When I was an undergraduate student at LUMS, Pakistan’s “premier” university located in Lahore’s Defence Housing Authority (DHA), the campus was sporadically visited by a strange amalgamation of protestors. In the middle of Defence’s neat, posh streets, it seemed that an entire village had materialized outside our heavily guarded front gate. A village that claimed my alma mater was built on their stolen land. With them, they carried a Supreme Court order that declared this land “unlawfully acquired”.
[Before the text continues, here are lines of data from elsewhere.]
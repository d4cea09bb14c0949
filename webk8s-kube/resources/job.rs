use k8s_openapi::api::batch::v1::Job;
use serde::Serialize;

/// Status summary of the `job` kubernetes resource.
#[derive(Debug, Clone, PartialEq, Serialize)]
pub struct JobSummary {
    pub active: i32,
    pub succeeded: i32,
    pub failed: i32,
    pub parallelism: i32,
    pub completions: i32,
}

impl From<&Job> for JobSummary {
    fn from(job: &Job) -> Self {
        let spec = job.spec.as_ref();
        let status = job.status.as_ref();
        Self {
            active: status.and_then(|s| s.active).unwrap_or_default(),
            succeeded: status.and_then(|s| s.succeeded).unwrap_or_default(),
            failed: status.and_then(|s| s.failed).unwrap_or_default(),
            parallelism: spec.and_then(|s| s.parallelism).unwrap_or(1),
            completions: spec.and_then(|s| s.completions).unwrap_or_default(),
        }
    }
}
use futures::{StreamExt, TryStreamExt};
use k8s_openapi::serde_json::{Value, from_value, json};
use rstest::rstest;
use std::pin::Pin;
use std::sync::Arc;
use std::sync::atomic::{AtomicBool, Ordering};
use std::task::{Context, Poll};
use std::time::Duration;
use tokio::time::{sleep, timeout};

use crate::testing::{Exchange, fake_cluster, mock_client};

use super::*;

fn pod_body() -> Value {
    json!({
        "apiVersion": "v1",
        "kind": "Pod",
        "metadata": { "name": "web", "namespace": "shop" },
        "spec": {
            "containers": [{ "name": "app" }, { "name": "proxy" }],
            "initContainers": [{ "name": "migrate" }],
        },
    })
}

/// Feed that never produces data and records when it is released.
struct IdleFeed(Arc<AtomicBool>);

impl AsyncRead for IdleFeed {
    fn poll_read(self: Pin<&mut Self>, _cx: &mut Context<'_>, _buf: &mut [u8]) -> Poll<std::io::Result<usize>> {
        Poll::Pending
    }
}

impl Drop for IdleFeed {
    fn drop(&mut self) {
        self.0.store(true, Ordering::SeqCst);
    }
}

fn target() -> LogTarget {
    LogTarget {
        namespace: "shop".to_owned(),
        pod: "web".to_owned(),
        container: None,
    }
}

fn request(namespace: &str, pod: &str, container: Option<&str>) -> LogRequest {
    LogRequest {
        namespace: Some(namespace.to_owned()),
        pod: Some(pod.to_owned()),
        container: container.map(str::to_owned),
    }
}

#[rstest]
#[case(LogRequest::default())]
#[case(request("", "web", None))]
#[case(request("shop", "", None))]
fn target_requires_namespace_and_pod_test(#[case] request: LogRequest) {
    assert!(matches!(LogTarget::try_from(request), Err(LogError::MissingParameters)));
}

#[test]
fn target_rejects_invalid_names_test() {
    let result = LogTarget::try_from(request("shop", "../nodes", None));
    assert!(matches!(result, Err(LogError::InvalidName(name)) if name == "../nodes"));
}

#[test]
fn target_ignores_empty_container_test() {
    let target = LogTarget::try_from(request("shop", "web", Some(""))).unwrap();
    assert_eq!(None, target.container);
    assert_eq!("shop/web", target.to_string());
}

#[test]
fn error_event_text_test() {
    let event = LogEvent::from(LogError::ContainerNotFound("db".to_owned()));
    assert_eq!("ERROR: Container 'db' not found in pod\n", event.text());
    assert_eq!("abc", LogEvent::Chunk("abc".to_owned()).text());
}

#[rstest]
#[case("app", true)]
#[case("migrate", true)]
#[case("db", false)]
fn has_container_test(#[case] name: &str, #[case] expected: bool) {
    let pod: Pod = from_value(pod_body()).unwrap();
    assert_eq!(expected, has_container(&pod, name));
}

#[tokio::test]
async fn missing_parameters_produce_single_error_test() {
    let (client, _handle) = mock_client();

    let events = stream_logs(client, request("shop", "", None), 100).collect::<Vec<_>>().await;

    assert_eq!(
        vec![LogEvent::Error("namespace and pod parameters are required".to_owned())],
        events
    );
}

#[tokio::test]
async fn unknown_container_produces_single_error_test() {
    let (client, server) = fake_cluster(vec![Exchange::json("/api/v1/namespaces/shop/pods/web", pod_body())]);

    let events = stream_logs(client, request("shop", "web", Some("db")), 100)
        .collect::<Vec<_>>()
        .await;
    server.await.unwrap();

    assert_eq!(vec![LogEvent::Error("Container 'db' not found in pod".to_owned())], events);
}

#[tokio::test]
async fn missing_pod_produces_single_error_test() {
    let (client, server) = fake_cluster(vec![Exchange::not_found(
        "/api/v1/namespaces/shop/pods/ghost",
        "pods",
        "ghost",
    )]);

    let events = stream_logs(client, request("shop", "ghost", None), 100)
        .collect::<Vec<_>>()
        .await;
    server.await.unwrap();

    assert_eq!(1, events.len());
    assert!(matches!(&events[0], LogEvent::Error(message) if message.starts_with("Pod not found: ")));
}

#[tokio::test]
async fn log_chunks_are_streamed_test() {
    let (client, server) = fake_cluster(vec![
        Exchange::json("/api/v1/namespaces/shop/pods/web", pod_body()),
        Exchange::text("/api/v1/namespaces/shop/pods/web/log", "line 1\r\nline 2\n")
            .with_query("follow=true")
            .with_query("container=migrate")
            .with_query("tailLines=100"),
    ]);

    let events = stream_logs(client, request("shop", "web", Some("migrate")), 500)
        .collect::<Vec<_>>()
        .await;
    server.await.unwrap();

    let text = events
        .iter()
        .map(|e| match e {
            LogEvent::Chunk(text) => text.as_str(),
            LogEvent::Error(message) => panic!("unexpected error: {message}"),
        })
        .collect::<String>();
    assert_eq!("line 1\nline 2\n", text);
}

#[tokio::test]
async fn idle_feed_is_released_on_disconnect_test() {
    let released = Arc::new(AtomicBool::new(false));
    let (tx, rx) = mpsc::channel(1);
    let task = tokio::spawn(pump(LogSession::new(target(), IdleFeed(Arc::clone(&released))), tx));

    tokio::task::yield_now().await;
    assert!(!task.is_finished());
    assert!(!released.load(Ordering::SeqCst));

    drop(rx);
    timeout(Duration::from_secs(5), task).await.unwrap().unwrap();

    assert!(released.load(Ordering::SeqCst));
}

#[tokio::test]
async fn quiet_feed_keeps_streaming_test() {
    let items = futures::stream::unfold(false, |sent| async move {
        if sent {
            return None;
        }

        sleep(Duration::from_millis(50)).await;
        Some((Ok::<_, std::io::Error>(&b"late line\n"[..]), true))
    });
    let (tx, mut rx) = mpsc::channel(1);
    let task = tokio::spawn(pump(LogSession::new(target(), Box::pin(items).into_async_read()), tx));

    assert_eq!(Some(LogEvent::Chunk("late line\n".to_owned())), rx.recv().await);
    assert_eq!(None, rx.recv().await);
    task.await.unwrap();
}

#[tokio::test]
async fn disconnect_during_pod_lookup_ends_session_test() {
    let (client, mut handle) = mock_client();
    let (tx, rx) = mpsc::channel(1);
    let task = tokio::spawn(run_session(client, request("shop", "web", None), 100, tx));

    let (pending, _response) = handle.next_request().await.unwrap();
    assert_eq!("/api/v1/namespaces/shop/pods/web", pending.uri().path());

    drop(rx);
    timeout(Duration::from_secs(5), task).await.unwrap().unwrap();
}
use k8s_openapi::NamespaceResourceScope;
use k8s_openapi::api::apps::v1::{DaemonSet, Deployment, ReplicaSet, StatefulSet};
use k8s_openapi::api::batch::v1::{CronJob, Job};
use k8s_openapi::api::core::v1::{ConfigMap, Node, Pod, Secret, Service};
use kube::api::ListParams;
use kube::{Api, Client, Resource};
use serde::Serialize;
use serde::de::DeserializeOwned;
use std::collections::BTreeMap;
use std::fmt::Debug;
use tracing::debug;

use crate::utils::format_time;
use crate::{ClusterError, ResourceKind};

pub use self::config_map::ConfigMapSummary;
pub use self::cron_job::CronJobSummary;
pub use self::daemon_set::DaemonSetSummary;
pub use self::deployment::DeploymentSummary;
pub use self::job::JobSummary;
pub use self::node::{NodeSummary, internal_ip, is_ready, node_role};
pub use self::pod::{PodSummary, ready_ratio, restart_count, waiting_reason};
pub use self::replica_set::ReplicaSetSummary;
pub use self::secret::SecretSummary;
pub use self::service::ServiceSummary;
pub use self::stateful_set::StatefulSetSummary;

mod config_map;
mod cron_job;
mod daemon_set;
mod deployment;
mod job;
mod node;
mod pod;
mod replica_set;
mod secret;
mod service;
mod stateful_set;

#[cfg(test)]
#[path = "./resources.tests.rs"]
mod resources_tests;

/// Uniform projection of a single kubernetes object.
#[derive(Debug, Clone, PartialEq, Serialize)]
#[serde(rename_all = "camelCase")]
pub struct ResourceRow {
    pub name: String,
    pub namespace: String,
    pub creation_timestamp: String,
    pub labels: BTreeMap<String, String>,
    pub status: ResourceStatus,
}

impl ResourceRow {
    /// Creates new [`ResourceRow`] instance from the kubernetes `object`.
    pub fn new<K>(object: &K) -> Self
    where
        K: Resource,
        for<'a> &'a K: Into<ResourceStatus>,
    {
        let meta = object.meta();
        Self {
            name: meta.name.clone().unwrap_or_default(),
            namespace: meta.namespace.clone().unwrap_or_default(),
            creation_timestamp: format_time(meta.creation_timestamp.as_ref()),
            labels: meta.labels.clone().unwrap_or_default(),
            status: object.into(),
        }
    }
}

/// Kind-specific status summary of a [`ResourceRow`].\
/// **Note** that it is serialized as a plain object, the kind is known from the request.
#[derive(Debug, Clone, PartialEq, Serialize)]
#[serde(untagged)]
pub enum ResourceStatus {
    Node(NodeSummary),
    Pod(PodSummary),
    Service(ServiceSummary),
    ConfigMap(ConfigMapSummary),
    Secret(SecretSummary),
    Deployment(DeploymentSummary),
    ReplicaSet(ReplicaSetSummary),
    StatefulSet(StatefulSetSummary),
    DaemonSet(DaemonSetSummary),
    Job(JobSummary),
    CronJob(CronJobSummary),
}

macro_rules! impl_status_from {
    ($($kind:ty => $variant:ident),* $(,)?) => {
        $(
            impl From<&$kind> for ResourceStatus {
                fn from(object: &$kind) -> Self {
                    ResourceStatus::$variant(object.into())
                }
            }
        )*
    };
}

impl_status_from!(
    Node => Node,
    Pod => Pod,
    Service => Service,
    ConfigMap => ConfigMap,
    Secret => Secret,
    Deployment => Deployment,
    ReplicaSet => ReplicaSet,
    StatefulSet => StatefulSet,
    DaemonSet => DaemonSet,
    Job => Job,
    CronJob => CronJob,
);

/// Lists objects of the `kind` (matched case-insensitively) in the `namespace`.\
/// **Note** that empty `namespace` means all namespaces, it is ignored for cluster-scoped kinds.
pub async fn list(client: Client, namespace: &str, kind: &str) -> Result<Vec<ResourceRow>, ClusterError> {
    list_kind(client, namespace, kind.parse()?).await
}

/// Lists objects of the `kind` in the `namespace` and projects them to [`ResourceRow`]s.
pub async fn list_kind(client: Client, namespace: &str, kind: ResourceKind) -> Result<Vec<ResourceRow>, ClusterError> {
    debug!("listing {} in namespace '{}'", kind, namespace);

    match kind {
        ResourceKind::Nodes => list_rows::<Node>(Api::all(client)).await,
        ResourceKind::Pods => list_rows::<Pod>(scoped_api(client, namespace)).await,
        ResourceKind::Services => list_rows::<Service>(scoped_api(client, namespace)).await,
        ResourceKind::ConfigMaps => list_rows::<ConfigMap>(scoped_api(client, namespace)).await,
        ResourceKind::Secrets => list_rows::<Secret>(scoped_api(client, namespace)).await,
        ResourceKind::Deployments => list_rows::<Deployment>(scoped_api(client, namespace)).await,
        ResourceKind::ReplicaSets => list_rows::<ReplicaSet>(scoped_api(client, namespace)).await,
        ResourceKind::StatefulSets => list_rows::<StatefulSet>(scoped_api(client, namespace)).await,
        ResourceKind::DaemonSets => list_rows::<DaemonSet>(scoped_api(client, namespace)).await,
        ResourceKind::Jobs => list_rows::<Job>(scoped_api(client, namespace)).await,
        ResourceKind::CronJobs => list_rows::<CronJob>(scoped_api(client, namespace)).await,
    }
}

/// Returns [`Api`] for the `namespace`, or for all namespaces if `namespace` is empty.
pub fn scoped_api<K>(client: Client, namespace: &str) -> Api<K>
where
    K: Resource<Scope = NamespaceResourceScope>,
    <K as Resource>::DynamicType: Default,
{
    if namespace.is_empty() {
        Api::all(client)
    } else {
        Api::namespaced(client, namespace)
    }
}

async fn list_rows<K>(api: Api<K>) -> Result<Vec<ResourceRow>, ClusterError>
where
    K: Resource + Clone + DeserializeOwned + Debug,
    for<'a> &'a K: Into<ResourceStatus>,
{
    let list = api.list(&ListParams::default()).await?;
    Ok(list.items.iter().map(ResourceRow::new).collect())
}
During one of these protests, a woman tells me she can’t read the paper she holds, but she knows no one believes her claim without it. As I attempt to photograph her documents, I’m called into the LUMS security office for “consorting with the hooligans.” First, I am told they’re liars; greedy for more money because the land has shot up in value after all the “development” and “investment” that has occurred. I bring up the Supreme Court order. A recalibration occurs. Now, I’m told that LUMS bought the land lawfully through DHA, unaware of any wrongdoing, and that whatever qualms the protestors had should be taken up with the housing authority.

Years later, in a small real estate office at the ever-expanding periphery of Lahore, I would come to learn how often and easily this happens.

The real estate agent, an old family friend, was showing my father the allotment plans for a new DHA phase. The map demarcated neat rows of five marla, eight marla, and ten marla plots alongside roads, commercial areas, and land set aside for parks, schools and so on.

On this specific map that agent uncle had rolled out on top of about ten other housing society plans, there was a small aberration — multiple irregular outlines within which the neat rows of plots were distinctly marked with diagonal lines. These seemingly random areas in confusing shapes were clearly at odds with the organizational logic of the map’s straight lines. Bored and mildly curious, I asked agent uncle about these blobs of land.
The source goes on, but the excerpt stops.